**Work to complete**
Quote the records below word for word, please, from the very first line through the one that contains "self.save_count.fetch_add(1, Ordering::Relaxed);", and nothing beyond it.

*** Data under study Section Begins ***

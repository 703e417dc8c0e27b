//! In-memory store for tests and ephemeral runs.

use std::sync::atomic::{AtomicU32, Ordering};

use async_trait::async_trait;
use tokio::sync::Mutex;
use uuid::Uuid;

use essaylens_core::model::EssayRecord;

use crate::{sort_newest_first, Analytics, EssayStore, StoreError};

/// An [`EssayStore`] held entirely in memory.
///
/// Tracks how many saves were made, which tests use to assert that a code
/// path actually persisted what it claimed to.
#[derive(Default)]
pub struct MemoryStore {
    inner: Mutex<Inner>,
    save_count: AtomicU32,
}

#[derive(Default)]
struct Inner {
    essays: Vec<EssayRecord>,
    analytics: Option<Analytics>,
}

impl MemoryStore {
    pub fn new() -> Self {
        Self::default()
    }

    /// Number of essays saved through this store.
    pub fn save_count(&self) -> u32 {
        self.save_count.load(Ordering::Relaxed)
    }
}

#[async_trait]
impl EssayStore for MemoryStore {
    async fn save_essay(&self, record: &EssayRecord) -> Result<Uuid, StoreError> {
        self.save_count.fetch_add(1, Ordering::Relaxed);
        let mut inner = self.inner.lock().await;
        inner.essays.push(record.clone());
        Ok(record.id)
    }

    async fn essay(&self, id: Uuid) -> Result<Option<EssayRecord>, StoreError> {
        let inner = self.inner.lock().await;
        Ok(inner.essays.iter().find(|r| r.id == id).cloned())
    }

    async fn essays_for_user(&self, user_id: &str) -> Result<Vec<EssayRecord>, StoreError> {
        let inner = self.inner.lock().await;
        let mut records: Vec<EssayRecord> = inner
            .essays
            .iter()
            .filter(|r| r.user_id.as_deref() == Some(user_id))
            .cloned()
            .collect();
        sort_newest_first(&mut records);
        Ok(records)
    }

    async fn all_essays(&self) -> Result<Vec<EssayRecord>, StoreError> {
        let inner = self.inner.lock().await;
        let mut records = inner.essays.clone();
        sort_newest_first(&mut records);
        Ok(records)
    }

    async fn analytics(&self) -> Result<Option<Analytics>, StoreError> {
        let inner = self.inner.lock().await;
        Ok(inner.analytics.clone())
    }

    async fn record_analysis(&self) -> Result<Analytics, StoreError> {
        let mut inner = self.inner.lock().await;
        let analytics = inner.analytics.get_or_insert_with(Analytics::default);
        analytics.total_essays_analyzed += 1;
        Ok(analytics.clone())
    }
}
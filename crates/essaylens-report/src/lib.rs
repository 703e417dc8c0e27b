//! essaylens-report — Rendered output for essaylens reports.
//!
//! Two renderers: a self-contained HTML page for a batch run, and a
//! per-essay markdown feedback sheet for handing back to a student.

pub mod feedback;
pub mod html;
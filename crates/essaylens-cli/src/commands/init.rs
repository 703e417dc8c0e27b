//! The `essaylens init` command.

use anyhow::Result;

pub fn execute() -> Result<()> {
    // Create essaylens.toml
    if std::path::Path::new("essaylens.toml").exists() {
        println!("essaylens.toml already exists, skipping.");
    } else {
        std::fs::write("essaylens.toml", SAMPLE_CONFIG)?;
        println!("Created essaylens.toml");
    }

    // Create example batch manifest and essay
    std::fs::create_dir_all("essays")?;
    let essay_path = std::path::Path::new("essays/example.txt");
    if essay_path.exists() {
        println!("essays/example.txt already exists, skipping.");
    } else {
        std::fs::write(essay_path, EXAMPLE_ESSAY)?;
        println!("Created essays/example.txt");
    }

    let manifest_path = std::path::Path::new("essays/batch.toml");
    if manifest_path.exists() {
        println!("essays/batch.toml already exists, skipping.");
    } else {
        std::fs::write(manifest_path, EXAMPLE_MANIFEST)?;
        println!("Created essays/batch.toml");
    }

    println!("\nNext steps:");
    println!("  1. Run: essaylens analyze essays/example.txt --goal leadership");
    println!("  2. Run: essaylens validate --manifest essays/batch.toml");
    println!("  3. Run: essaylens batch --manifest essays/batch.toml");

    Ok(())
}

const SAMPLE_CONFIG: &str = r#"# essaylens configuration

# Where analyzed essays and the analytics counter are stored.
data_dir = "./essaylens-data"

# Goal used when a command or manifest does not set one.
default_goal = "general"

# Max concurrent essays in batch runs.
parallelism = 4

# Where generated reports land.
output_dir = "./essaylens-reports"
"#;

const EXAMPLE_ESSAY: &str = "When our robotics season collapsed two weeks before the regional, \
I organized a rebuild schedule and led nightly sessions in the shop. The moment our drivetrain \
finally crackled to life, I realized how much I had learned about asking for help.\n";

const EXAMPLE_MANIFEST: &str = r#"[batch]
id = "example"
name = "Example Batch"
description = "A starter batch to try essaylens with"
default_goal = "leadership"

[[essays]]
id = "robotics"
title = "Robotics Rebuild"
goal = "leadership"
path = "example.txt"

[[essays]]
id = "inline-draft"
title = "Inline Draft"
goal = "resilience"
content = """
The challenge seemed impossible until I broke it into small steps and
overcame each one. That season changed how I face hard problems.
"""
"#;
pub const TABLE_ENV_VAR: &str = "LAUNCH_CAPACITY_TABLE"; // Overrides the performance table path
pub const CONFIG_DIR_NAME: &str = "launch-capacity";
pub const TABLE_FILE: &str = "performance.csv";

// Utilization is reported in percent
pub const PERCENT: f64 = 100.0;
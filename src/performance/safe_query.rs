use super::estimator::CapacityEstimator;
use super::table::PerformanceTable;
use crate::errors::CapacityErrors;
use tracing::debug;

/// Anything that can answer a strict capacity query.
pub trait CapacityModel {
    fn capacity(&self, altitude_km: f64, inclination_deg: f64) -> Result<f64, CapacityErrors>;
}

impl CapacityModel for CapacityEstimator<'_> {
    fn capacity(&self, altitude_km: f64, inclination_deg: f64) -> Result<f64, CapacityErrors> {
        CapacityEstimator::capacity(self, altitude_km, inclination_deg)
    }
}

/// Capacity query that reports out-of-domain orbits as `None` instead of an error.
///
/// Only [`CapacityErrors::OutOfBounds`] is absorbed. Anything else coming out of
/// the model is a configuration defect and is returned to the caller.
#[derive(Debug, Clone, Copy)]
pub struct SafeCapacityQuery<M> {
    model: M,
}

impl<'a> SafeCapacityQuery<CapacityEstimator<'a>> {
    pub fn new(table: &'a PerformanceTable) -> Self {
        Self::with_model(CapacityEstimator::new(table))
    }
}

impl<M: CapacityModel> SafeCapacityQuery<M> {
    pub fn with_model(model: M) -> Self {
        Self { model }
    }

    pub fn model(&self) -> &M {
        &self.model
    }

    pub fn capacity(
        &self,
        altitude_km: f64,
        inclination_deg: f64,
    ) -> Result<Option<f64>, CapacityErrors> {
        match self.model.capacity(altitude_km, inclination_deg) {
            Ok(kg) => Ok(Some(kg)),
            Err(e) if e.is_out_of_bounds() => {
                debug!("No capacity estimate: {}", e);
                Ok(None)
            }
            Err(e) => Err(e),
        }
    }
}

#[cfg(test)]
mod tests {
    use super::*;

    fn table() -> PerformanceTable {
        PerformanceTable::new(
            vec![400.0, 500.0],
            vec![(40.0, vec![270.0, 263.8]), (60.0, vec![249.0, 243.0])],
        )
        .unwrap()
    }

    // Stands in for a table whose validation was deferred to query time.
    struct MisconfiguredModel;

    impl CapacityModel for MisconfiguredModel {
        fn capacity(&self, _: f64, _: f64) -> Result<f64, CapacityErrors> {
            Err(CapacityErrors::InsufficientInclinations(1))
        }
    }

    #[test]
    fn in_domain_query_returns_estimate() {
        let table = table();
        let query = SafeCapacityQuery::new(&table);
        assert_eq!(query.capacity(400.0, 40.0).unwrap(), Some(270.0));
    }

    #[test]
    fn out_of_domain_query_returns_none() {
        let table = table();
        let query = SafeCapacityQuery::new(&table);
        assert_eq!(query.capacity(300.0, 40.0).unwrap(), None);
        assert_eq!(query.capacity(400.0, 150.0).unwrap(), None);
        assert_eq!(query.capacity(400.0, 39.0).unwrap(), None);
        assert_eq!(query.capacity(f64::NAN, 40.0).unwrap(), None);
    }

    #[test]
    fn config_errors_are_not_swallowed() {
        let query = SafeCapacityQuery::with_model(MisconfiguredModel);
        let err = query.capacity(450.0, 50.0).unwrap_err();
        assert!(err.is_config_error());
        assert!(matches!(err, CapacityErrors::InsufficientInclinations(1)));
    }
}
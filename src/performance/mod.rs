pub mod estimator;
pub mod safe_query;
pub mod table;
pub mod table_io;

pub use estimator::CapacityEstimator;
pub use safe_query::{CapacityModel, SafeCapacityQuery};
pub use table::PerformanceTable;

use crate::errors::CapacityErrors;

/// Builds a validated [`PerformanceTable`].
pub fn build_table<I>(altitude_grid: Vec<f64>, curves: I) -> Result<PerformanceTable, CapacityErrors>
where
    I: IntoIterator<Item = (f64, Vec<f64>)>,
{
    PerformanceTable::new(altitude_grid, curves)
}

/// Strict capacity query; out-of-domain coordinates are an error.
pub fn capacity(
    table: &PerformanceTable,
    altitude_km: f64,
    inclination_deg: f64,
) -> Result<f64, CapacityErrors> {
    CapacityEstimator::new(table).capacity(altitude_km, inclination_deg)
}

/// Capacity query returning `None` for out-of-domain coordinates.
pub fn safe_capacity(
    table: &PerformanceTable,
    altitude_km: f64,
    inclination_deg: f64,
) -> Result<Option<f64>, CapacityErrors> {
    SafeCapacityQuery::new(table).capacity(altitude_km, inclination_deg)
}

*** Data under study Section Ends ***

**Your solution**
repository 703e417dc8c0e27b
//! In-memory store for tests and ephemeral runs.

use std::sync::atomic::{AtomicU32, Ordering};

use async_trait::async_trait;
use tokio::sync::Mutex;
use uuid::Uuid;

use essaylens_core::model::EssayRecord;

use crate::{sort_newest_first, Analytics, EssayStore, StoreError};

/// An [`EssayStore`] held entirely in memory.
///
/// Tracks how many saves were made, which tests use to assert that a code
/// path actually persisted what it claimed to.
#[derive(Default)]
pub struct MemoryStore {
    inner: Mutex<Inner>,
    save_count: AtomicU32,
}

#[derive(Default)]
struct Inner {
    essays: Vec<EssayRecord>,
    analytics: Option<Analytics>,
}

impl MemoryStore {
    pub fn new() -> Self {
        Self::default()
    }

    /// Number of essays saved through this store.
    pub fn save_count(&self) -> u32 {
        self.save_count.load(Ordering::Relaxed)
    }
}

#[async_trait]
impl EssayStore for MemoryStore {
    async fn save_essay(&self, record: &EssayRecord) -> Result<Uuid, StoreError> {
        self.save_count.fetch_add(1, Ordering::Relaxed);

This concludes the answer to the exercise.